> **Your assignment**:
Look through the data below for the line with "are absorbed and", and transcribe it exactly together with each line after it up to and including the line with "pub const SESSION_KEY: &str". Give nothing else.

[Opening Material to process section]

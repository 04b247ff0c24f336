//! Durable storage for the session record.
//!
//! One localStorage key holds the JSON-encoded whitelisted session record
//! (the serde view of `Session`). Read and write failures are absorbed and
//! logged — the in-memory session stays authoritative for the page
//! lifetime regardless of persistence outcome. Requires a browser
//! environment; on the server every operation is a no-op.

use crate::state::session::Session;

/// localStorage key for the persisted session record.
pub const SESSION_KEY: &str = "asset-console-session";

/// Key written by an earlier release; removed on logout so stale identity
/// can never linger next to the current record.
pub const LEGACY_SESSION_KEY: &str = "user-auth-storage";

#[cfg(feature = "hydrate")]
fn local_storage() -> Option<web_sys::Storage> {
    let window = web_sys::window()?;
    match window.local_storage() {
        Ok(storage) => storage,
        Err(_) => {
            leptos::logging::warn!("localStorage unavailable");
            None
        }
    }
}

/// Read and decode the persisted session record, if one exists.
#[cfg(feature = "hydrate")]
pub fn load_session() -> Option<Session> {
    let storage = local_storage()?;
    let raw = match storage.get_item(SESSION_KEY) {
        Ok(Some(raw)) => raw,
        Ok(None) => return None,
        Err(_) => {
            leptos::logging::warn!("session record read failed");
            return None;
        }
    };
    match serde_json::from_str(&raw) {
        Ok(session) => Some(session),
        Err(err) => {
            leptos::logging::warn!("session record corrupt, ignoring: {err}");
            None
        }
    }
}

#[cfg(not(feature = "hydrate"))]
pub fn load_session() -> Option<Session> {
    None
}

/// Persist the whitelisted session record. Failures are logged, never
/// returned — the caller's in-memory session remains valid either way.
#[cfg(feature = "hydrate")]
pub fn store_session(session: &Session) {
    let Some(storage) = local_storage() else {
        return;
    };
    match serde_json::to_string(session) {
        Ok(json) => {
            if storage.set_item(SESSION_KEY, &json).is_err() {
                leptos::logging::warn!("session record write failed");
            }
        }
        Err(err) => leptos::logging::warn!("session record encode failed: {err}"),
    }
}

#[cfg(not(feature = "hydrate"))]
pub fn store_session(_session: &Session) {}

/// Remove the session record, the legacy key, and all sessionStorage
/// entries. Called on logout.
#[cfg(feature = "hydrate")]
pub fn clear_session() {
    if let Some(storage) = local_storage() {
        if storage.remove_item(SESSION_KEY).is_err() {
            leptos::logging::warn!("session record removal failed");
        }
        if storage.remove_item(LEGACY_SESSION_KEY).is_err() {
            leptos::logging::warn!("legacy session record removal failed");
        }
    }
    let session_storage = web_sys::window().and_then(|w| match w.session_storage() {
        Ok(storage) => storage,
        Err(_) => None,
    });
    if let Some(session_storage) = session_storage {
        if session_storage.clear().is_err() {
            leptos::logging::warn!("sessionStorage clear failed");
        }
    }
}

#[cfg(not(feature = "hydrate"))]
pub fn clear_session() {}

[Closing Material to process section]

> **Solution for this task**:
//! (the serde view of `Session`). Read and write failures are absorbed and
//! logged — the in-memory session stays authoritative for the page
//! lifetime regardless of persistence outcome. Requires a browser
//! environment; on the server every operation is a no-op.

use crate::state::session::Session;

/// localStorage key for the persisted session record.
pub const SESSION_KEY: &str = "asset-console-session";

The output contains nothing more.